It also regenerates quickly which means that there is more opportunity for problems with
remodelling to have an effect (Gould 2006) (Reister O’Connor and Perkins, 2005).
Figure 5 - A man aged 78 presented with an acute onset of thoracic kyphosis over a period of 10 weeks. The differential diagnosis on magnetic imaging included the possibility of a neoplasm, but further investigations confirmed osteoporotic collapse.
Copyright: Shergill, I and Wilson-Macdonald, J, Nuffield Orthopaedic Centre NHS Trust, Oxford OX3 7LD
The effect of these changes on the body is that the patient’s bones are more prone to fracture.
This results in pain for the patient either through fracture or pressure on nerves through
vertebral collapse. Spinal fractures may cause loss of height and spinal deformity such as
kyphosis (increased thoracic flexion, see Figure 5) or scoliosis (increased lateral curvature).
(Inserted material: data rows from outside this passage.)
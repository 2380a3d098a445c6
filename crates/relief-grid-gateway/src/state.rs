//! Gateway application state.
//!
//! This module defines the shared state that is available to all request handlers.

use std::sync::Arc;

use relief_grid_core::{ActorId, DisasterId};
use relief_grid_hub::MessageHub;
use relief_grid_index::ProximityIndex;
use relief_grid_ledger::{ResourceCounter, TaskLedger};
use relief_grid_store::Store;

use crate::auth::TokenVerifier;
use crate::config::GatewayConfig;

/// Shared application state for the gateway.
///
/// This struct holds references to all services needed by the HTTP handlers.
pub struct GatewayState<S, V>
where
    S: Store,
    V: TokenVerifier,
{
    /// The durable store.
    pub store: Arc<S>,
    /// The message hub for room publish/history/subscribe.
    pub hub: Arc<MessageHub<S>>,
    /// The task ledger.
    pub tasks: Arc<TaskLedger<S>>,
    /// The resource counter.
    pub resources: Arc<ResourceCounter<S>>,
    /// Proximity index over disasters.
    pub disaster_index: Arc<ProximityIndex<DisasterId>>,
    /// Proximity index over contact locations.
    pub contact_index: Arc<ProximityIndex<ActorId>>,
    /// The token verifier for authentication.
    pub verifier: Arc<V>,
    /// Gateway configuration.
    pub config: GatewayConfig,
}

impl<S, V> GatewayState<S, V>
where
    S: Store + 'static,
    V: TokenVerifier,
{
    /// Create a new gateway state with fresh services over the given store.
    #[must_use]
    pub fn new(store: Arc<S>, verifier: Arc<V>, config: GatewayConfig) -> Self {
        Self {
            hub: Arc::new(MessageHub::with_defaults(Arc::clone(&store))),
            tasks: Arc::new(TaskLedger::new(Arc::clone(&store))),
            resources: Arc::new(ResourceCounter::new(Arc::clone(&store))),
            disaster_index: Arc::new(ProximityIndex::new()),
            contact_index: Arc::new(ProximityIndex::new()),
            store,
            verifier,
            config,
        }
    }

    /// Seed both proximity indexes from the durable store.
    ///
    /// Called once at startup so queries reflect records persisted by
    /// previous runs.
    ///
    /// # Errors
    ///
    /// Returns an error if the store cannot be read.
    pub fn seed_indexes(&self) -> relief_grid_store::Result<()> {
        let mut disasters = 0_usize;
        for record in self.store.list_all_disasters()? {
            if self
                .disaster_index
                .upsert(record.disaster_id, record.location, record.submitted_at)
                .is_ok()
            {
                disasters += 1;
            }
        }

        let mut contacts = 0_usize;
        for profile in self.store.list_all_contacts()? {
            if self
                .contact_index
                .upsert(profile.uid.clone(), profile.location, profile.updated_at)
                .is_ok()
            {
                contacts += 1;
            }
        }

        tracing::info!(disasters, contacts, "Proximity indexes seeded");
        Ok(())
    }
}

impl<S, V> Clone for GatewayState<S, V>
where
    S: Store,
    V: TokenVerifier,
{
    fn clone(&self) -> Self {
        Self {
            store: Arc::clone(&self.store),
            hub: Arc::clone(&self.hub),
            tasks: Arc::clone(&self.tasks),
            resources: Arc::clone(&self.resources),
            disaster_index: Arc::clone(&self.disaster_index),
            contact_index: Arc::clone(&self.contact_index),
            verifier: Arc::clone(&self.verifier),
            config: self.config.clone(),
        }
    }
}
//! Database schema definitions and column families.

/// Column family names for the `RocksDB` database.
pub mod cf {
    /// Primary disaster records, keyed by `disaster_id`.
    pub const DISASTERS: &str = "disasters";

    /// Index: disasters by position, keyed by `geohash || disaster_id`.
    pub const DISASTERS_BY_GEOHASH: &str = "disasters_by_geohash";

    /// Contact profiles, keyed by uid.
    pub const CONTACTS: &str = "contacts";

    /// Index: contacts by position, keyed by `geohash || uid`.
    pub const CONTACTS_BY_GEOHASH: &str = "contacts_by_geohash";

    /// Room message logs, keyed by `room_key || sequence_be`.
    pub const ROOM_LOGS: &str = "room_logs";

    /// Room head sequence numbers, keyed by `room_key`.
    pub const ROOM_HEADS: &str = "room_heads";

    /// Primary task records, keyed by `task_id`.
    pub const TASKS: &str = "tasks";

    /// Index: tasks by disaster, keyed by `disaster_id || task_id`.
    pub const TASKS_BY_DISASTER: &str = "tasks_by_disaster";

    /// Primary resource records, keyed by `resource_id`.
    pub const RESOURCES: &str = "resources";

    /// Index: resources by disaster, keyed by `disaster_id || resource_id`.
    pub const RESOURCES_BY_DISASTER: &str = "resources_by_disaster";
}

/// Returns all column family names for database initialization.
#[must_use]
pub fn all_column_families() -> Vec<&'static str> {
    vec![
        cf::DISASTERS,
        cf::DISASTERS_BY_GEOHASH,
        cf::CONTACTS,
        cf::CONTACTS_BY_GEOHASH,
        cf::ROOM_LOGS,
        cf::ROOM_HEADS,
        cf::TASKS,
        cf::TASKS_BY_DISASTER,
        cf::RESOURCES,
        cf::RESOURCES_BY_DISASTER,
    ]
}
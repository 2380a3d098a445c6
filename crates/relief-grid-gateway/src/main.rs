//! Relief Grid Gateway - HTTP/WebSocket API entry point.
//!
//! Configuration comes from the environment:
//!
//! - `LISTEN_ADDR` - listen address (default `0.0.0.0:8080`)
//! - `DATA_DIR` - RocksDB data directory (default `/data/relief-grid`)
//! - `TOKEN_SECRET` - HS256 shared secret for bearer tokens
//! - `DEV_MODE` - set to `true` to accept `test-token:<uid>:<role>` tokens
//!   instead of signed ones

use std::sync::Arc;

use tracing_subscriber::{layer::SubscriberExt, util::SubscriberInitExt};

use relief_grid_gateway::{
    create_router, GatewayConfig, GatewayState, HsVerifier, StaticVerifier,
};
use relief_grid_store::RocksStore;

#[tokio::main]
async fn main() -> Result<(), Box<dyn std::error::Error>> {
    // Initialize tracing
    tracing_subscriber::registry()
        .with(
            tracing_subscriber::EnvFilter::try_from_default_env()
                .unwrap_or_else(|_| "info,relief_grid=debug".into()),
        )
        .with(tracing_subscriber::fmt::layer())
        .init();

    tracing::info!("Starting Relief Grid Gateway");

    // Load configuration from environment
    let listen_addr = std::env::var("LISTEN_ADDR").unwrap_or_else(|_| "0.0.0.0:8080".into());
    let data_dir = std::env::var("DATA_DIR").unwrap_or_else(|_| "/data/relief-grid".into());
    let dev_mode = std::env::var("DEV_MODE").is_ok_and(|v| v == "true");

    tracing::info!(
        listen_addr = %listen_addr,
        data_dir = %data_dir,
        dev_mode,
        "Gateway configuration loaded"
    );

    // Initialize RocksDB store
    tracing::info!(path = %data_dir, "Opening RocksDB store");
    let store = Arc::new(RocksStore::open(&data_dir)?);

    let config = GatewayConfig {
        listen_addr: listen_addr.clone(),
        ..GatewayConfig::default()
    };

    // The two verifier paths build differently typed states, so each arm
    // runs the server to completion.
    if dev_mode {
        tracing::warn!("DEV MODE ENABLED - accepting unsigned test tokens");
        tracing::warn!("Use tokens in format: test-token:<uid>:<role>");

        let state = GatewayState::new(store, Arc::new(StaticVerifier), config);
        state.seed_indexes()?;
        serve(&listen_addr, create_router(state)).await
    } else {
        let secret = std::env::var("TOKEN_SECRET")
            .map_err(|_| "TOKEN_SECRET must be set unless DEV_MODE=true")?;

        let state = GatewayState::new(store, Arc::new(HsVerifier::new(secret.as_bytes())), config);
        state.seed_indexes()?;
        serve(&listen_addr, create_router(state)).await
    }
}

async fn serve(
    listen_addr: &str,
    app: axum::Router,
) -> Result<(), Box<dyn std::error::Error>> {
    tracing::info!(listen_addr = %listen_addr, "Starting HTTP server");
    let listener = tokio::net::TcpListener::bind(listen_addr).await?;
    axum::serve(listener, app).await?;
    Ok(())
}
Spontaneous or fragility fractures occur most commonly in the hip, wrist or vertebrae (Gould,
2006).
Clinical signs and symptoms
Reister O’Connor and Perkins (2005) describe osteoporosis as ‘a silent disease’ which means
individuals are likely to be asymptomatic until a fragility fracture occurs. They suggest that any
fracture which happens from a very minor trauma should be investigated as a fragility fracture,
as should ‘multiple fractures, even with significant trauma’.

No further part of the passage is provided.